### EXERCISE DIRECTIONS
Copy out the data below verbatim.

⁂

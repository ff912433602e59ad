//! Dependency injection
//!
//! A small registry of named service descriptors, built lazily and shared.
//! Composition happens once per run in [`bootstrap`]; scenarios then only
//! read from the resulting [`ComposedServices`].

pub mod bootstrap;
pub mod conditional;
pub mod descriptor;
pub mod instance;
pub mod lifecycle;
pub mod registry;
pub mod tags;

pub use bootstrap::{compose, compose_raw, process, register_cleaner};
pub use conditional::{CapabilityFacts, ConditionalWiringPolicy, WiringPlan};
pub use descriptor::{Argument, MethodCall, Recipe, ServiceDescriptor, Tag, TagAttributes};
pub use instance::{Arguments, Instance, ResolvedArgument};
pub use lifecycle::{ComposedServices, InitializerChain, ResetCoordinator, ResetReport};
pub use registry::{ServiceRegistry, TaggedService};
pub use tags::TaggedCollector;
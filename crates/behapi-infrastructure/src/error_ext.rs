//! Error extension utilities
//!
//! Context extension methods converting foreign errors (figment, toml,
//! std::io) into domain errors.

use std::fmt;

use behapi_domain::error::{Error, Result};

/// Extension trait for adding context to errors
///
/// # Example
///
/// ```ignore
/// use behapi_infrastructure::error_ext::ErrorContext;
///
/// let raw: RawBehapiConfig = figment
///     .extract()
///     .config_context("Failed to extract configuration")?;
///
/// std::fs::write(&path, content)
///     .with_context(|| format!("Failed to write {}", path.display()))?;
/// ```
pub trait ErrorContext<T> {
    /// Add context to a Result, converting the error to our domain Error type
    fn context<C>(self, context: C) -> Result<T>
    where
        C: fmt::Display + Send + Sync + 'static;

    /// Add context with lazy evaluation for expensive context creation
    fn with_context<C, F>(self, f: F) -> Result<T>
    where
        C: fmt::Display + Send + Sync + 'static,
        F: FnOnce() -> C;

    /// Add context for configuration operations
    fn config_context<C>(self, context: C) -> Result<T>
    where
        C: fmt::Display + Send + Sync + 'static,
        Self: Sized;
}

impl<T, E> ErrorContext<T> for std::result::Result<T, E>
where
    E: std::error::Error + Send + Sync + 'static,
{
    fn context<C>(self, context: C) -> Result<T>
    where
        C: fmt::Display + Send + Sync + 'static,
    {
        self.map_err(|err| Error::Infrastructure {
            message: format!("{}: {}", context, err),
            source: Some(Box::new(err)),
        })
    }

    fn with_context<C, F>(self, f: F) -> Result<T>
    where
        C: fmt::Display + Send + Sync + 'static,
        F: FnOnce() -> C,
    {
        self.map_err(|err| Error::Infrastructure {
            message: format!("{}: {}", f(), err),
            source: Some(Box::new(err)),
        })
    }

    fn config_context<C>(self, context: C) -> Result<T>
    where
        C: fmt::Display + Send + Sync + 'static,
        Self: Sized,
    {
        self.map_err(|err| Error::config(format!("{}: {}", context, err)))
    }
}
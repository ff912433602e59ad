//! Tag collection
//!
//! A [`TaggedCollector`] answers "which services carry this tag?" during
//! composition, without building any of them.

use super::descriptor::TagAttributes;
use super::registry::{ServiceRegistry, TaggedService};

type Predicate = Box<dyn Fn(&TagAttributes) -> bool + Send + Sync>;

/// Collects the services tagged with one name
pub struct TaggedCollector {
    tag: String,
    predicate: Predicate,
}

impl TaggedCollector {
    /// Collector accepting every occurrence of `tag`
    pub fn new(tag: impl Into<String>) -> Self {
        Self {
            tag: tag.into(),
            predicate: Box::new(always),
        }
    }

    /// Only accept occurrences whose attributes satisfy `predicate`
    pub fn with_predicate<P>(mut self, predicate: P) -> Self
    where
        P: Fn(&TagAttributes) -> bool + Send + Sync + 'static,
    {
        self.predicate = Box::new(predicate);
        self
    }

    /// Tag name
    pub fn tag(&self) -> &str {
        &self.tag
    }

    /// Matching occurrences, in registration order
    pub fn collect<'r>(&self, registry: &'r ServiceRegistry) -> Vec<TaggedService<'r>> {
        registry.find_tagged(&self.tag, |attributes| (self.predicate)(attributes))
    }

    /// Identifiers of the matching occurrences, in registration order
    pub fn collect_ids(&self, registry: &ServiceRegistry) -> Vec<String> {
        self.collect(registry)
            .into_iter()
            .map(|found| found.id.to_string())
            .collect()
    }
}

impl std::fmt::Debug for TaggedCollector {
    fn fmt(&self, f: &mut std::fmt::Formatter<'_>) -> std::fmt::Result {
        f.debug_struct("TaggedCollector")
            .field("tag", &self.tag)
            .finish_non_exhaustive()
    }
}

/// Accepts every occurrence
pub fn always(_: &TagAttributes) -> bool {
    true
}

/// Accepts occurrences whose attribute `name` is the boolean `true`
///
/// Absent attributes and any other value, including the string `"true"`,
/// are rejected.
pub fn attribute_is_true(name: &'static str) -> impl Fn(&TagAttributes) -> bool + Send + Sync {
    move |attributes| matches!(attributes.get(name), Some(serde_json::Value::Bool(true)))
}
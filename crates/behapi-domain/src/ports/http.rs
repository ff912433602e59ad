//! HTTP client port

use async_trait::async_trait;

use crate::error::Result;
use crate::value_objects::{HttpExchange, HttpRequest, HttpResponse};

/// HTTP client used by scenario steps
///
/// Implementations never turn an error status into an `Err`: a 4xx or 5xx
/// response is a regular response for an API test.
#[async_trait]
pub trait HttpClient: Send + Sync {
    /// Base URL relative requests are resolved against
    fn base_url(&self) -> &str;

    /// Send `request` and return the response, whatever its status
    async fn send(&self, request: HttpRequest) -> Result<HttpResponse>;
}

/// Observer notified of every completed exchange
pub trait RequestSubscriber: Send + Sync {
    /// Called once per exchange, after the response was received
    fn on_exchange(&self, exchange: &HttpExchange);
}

⁂

### EXERCISE RESULT
repository ff912433602e59ad
//! Dependency injection
//!
//! A small registry of named service descriptors, built lazily and shared.
//! Composition happens once per run in [`bootstrap`]; scenarios then only
//! read from the resulting [`ComposedServices`].

pub mod bootstrap;
pub mod conditional;
pub mod descriptor;
pub mod instance;
pub mod lifecycle;
pub mod registry;
pub mod tags;

pub use bootstrap::{compose, compose_raw, process, register_cleaner};
pub use conditional::{CapabilityFacts, ConditionalWiringPolicy, WiringPlan};
pub use descriptor::{Argument, MethodCall, Recipe, ServiceDescriptor, Tag, TagAttributes};
pub use instance::{Arguments, Instance, ResolvedArgument};
pub use lifecycle::{ComposedServices, InitializerChain, ResetCoordinator, ResetReport};
pub use registry::{ServiceRegistry, TaggedService};
pub use tags::TaggedCollector;
filename crates/behapi-infrastructure/src/error_ext.rs
//! Error extension utilities
//!
//! Context extension methods converting foreign errors (figment, toml,
//! std::io) into domain errors.

use std::fmt;

use behapi_domain::error::{Error, Result};

/// Extension trait for adding context to errors
///
/// # Example
///
/// ```ignore
/// use behapi_infrastructure::error_ext::ErrorContext;
///
/// let raw: RawBehapiConfig = figment
///     .extract()
///     .config_context("Failed to extract configuration")?;
///
/// std::fs::write(&path, content)
///     .with_context(|| format!("Failed to write {}", path.display()))?;
/// ```
pub trait ErrorContext<T> {
    /// Add context to a Result, converting the error to our domain Error type
    fn context<C>(self, context: C) -> Result<T>
    where
        C: fmt::Display + Send + Sync + 'static;

    /// Add context with lazy evaluation for expensive context creation
    fn with_context<C, F>(self, f: F) -> Result<T>
    where
        C: fmt::Display + Send + Sync + 'static,
        F: FnOnce() -> C;

    /// Add context for configuration operations
    fn config_context<C>(self, context: C) -> Result<T>
    where
        C: fmt::Display + Send + Sync + 'static,
        Self: Sized;
}

impl<T, E> ErrorContext<T> for std::result::Result<T, E>
where
    E: std::error::Error + Send + Sync + 'static,
{
    fn context<C>(self, context: C) -> Result<T>
    where
        C: fmt::Display + Send + Sync + 'static,
    {
        self.map_err(|err| Error::Infrastructure {
            message: format!("{}: {}", context, err),
            source: Some(Box::new(err)),
        })
    }

    fn with_context<C, F>(self, f: F) -> Result<T>
    where
        C: fmt::Display + Send + Sync + 'static,
        F: FnOnce() -> C,
    {
        self.map_err(|err| Error::Infrastructure {
            message: format!("{}: {}", f(), err),
            source: Some(Box::new(err)),
        })
    }

    fn config_context<C>(self, context: C) -> Result<T>
    where
        C: fmt::Display + Send + Sync + 'static,
        Self: Sized,
    {
        self.map_err(|err| Error::config(format!("{}: {}", context, err)))
    }
}
repository ff912433602e59ad
//! Tag collection
//!
//! A [`TaggedCollector`] answers "which services carry this tag?" during
//! composition, without building any of them.

use super::descriptor::TagAttributes;
use super::registry::{ServiceRegistry, TaggedService};

type Predicate = Box<dyn Fn(&TagAttributes) -> bool + Send + Sync>;

/// Collects the services tagged with one name
pub struct TaggedCollector {
    tag: String,
    predicate: Predicate,
}

impl TaggedCollector {
    /// Collector accepting every occurrence of `tag`
    pub fn new(tag: impl Into<String>) -> Self {
        Self {
            tag: tag.into(),
            predicate: Box::new(always),
        }
    }

    /// Only accept occurrences whose attributes satisfy `predicate`
    pub fn with_predicate<P>(mut self, predicate: P) -> Self
    where
        P: Fn(&TagAttributes) -> bool + Send + Sync + 'static,
    {
        self.predicate = Box::new(predicate);
        self
    }

    /// Tag name
    pub fn tag(&self) -> &str {
        &self.tag
    }

    /// Matching occurrences, in registration order
    pub fn collect<'r>(&self, registry: &'r ServiceRegistry) -> Vec<TaggedService<'r>> {
        registry.find_tagged(&self.tag, |attributes| (self.predicate)(attributes))
    }

    /// Identifiers of the matching occurrences, in registration order
    pub fn collect_ids(&self, registry: &ServiceRegistry) -> Vec<String> {
        self.collect(registry)
            .into_iter()
            .map(|found| found.id.to_string())
            .collect()
    }
}

impl std::fmt::Debug for TaggedCollector {
    fn fmt(&self, f: &mut std::fmt::Formatter<'_>) -> std::fmt::Result {
        f.debug_struct("TaggedCollector")
            .field("tag", &self.tag)
            .finish_non_exhaustive()
    }
}

/// Accepts every occurrence
pub fn always(_: &TagAttributes) -> bool {
    true
}

/// Accepts occurrences whose attribute `name` is the boolean `true`
///
/// Absent attributes and any other value, including the string `"true"`,
/// are rejected.
pub fn attribute_is_true(name: &'static str) -> impl Fn(&TagAttributes) -> bool + Send + Sync {
    move |attributes| matches!(attributes.get(name), Some(serde_json::Value::Bool(true)))
}
filename crates/behapi-domain/src/ports/http.rs
repository ff912433602e59ad
//! HTTP client port

use async_trait::async_trait;

use crate::error::Result;
use crate::value_objects::{HttpExchange, HttpRequest, HttpResponse};

/// HTTP client used by scenario steps
///
/// Implementations never turn an error status into an `Err`: a 4xx or 5xx
/// response is a regular response for an API test.
#[async_trait]
pub trait HttpClient: Send + Sync {
    /// Base URL relative requests are resolved against
    fn base_url(&self) -> &str;

    /// Send `request` and return the response, whatever its status
    async fn send(&self, request: HttpRequest) -> Result<HttpResponse>;
}

/// Observer notified of every completed exchange
pub trait RequestSubscriber: Send + Sync {
    /// Called once per exchange, after the response was received
    fn on_exchange(&self, exchange: &HttpExchange);
}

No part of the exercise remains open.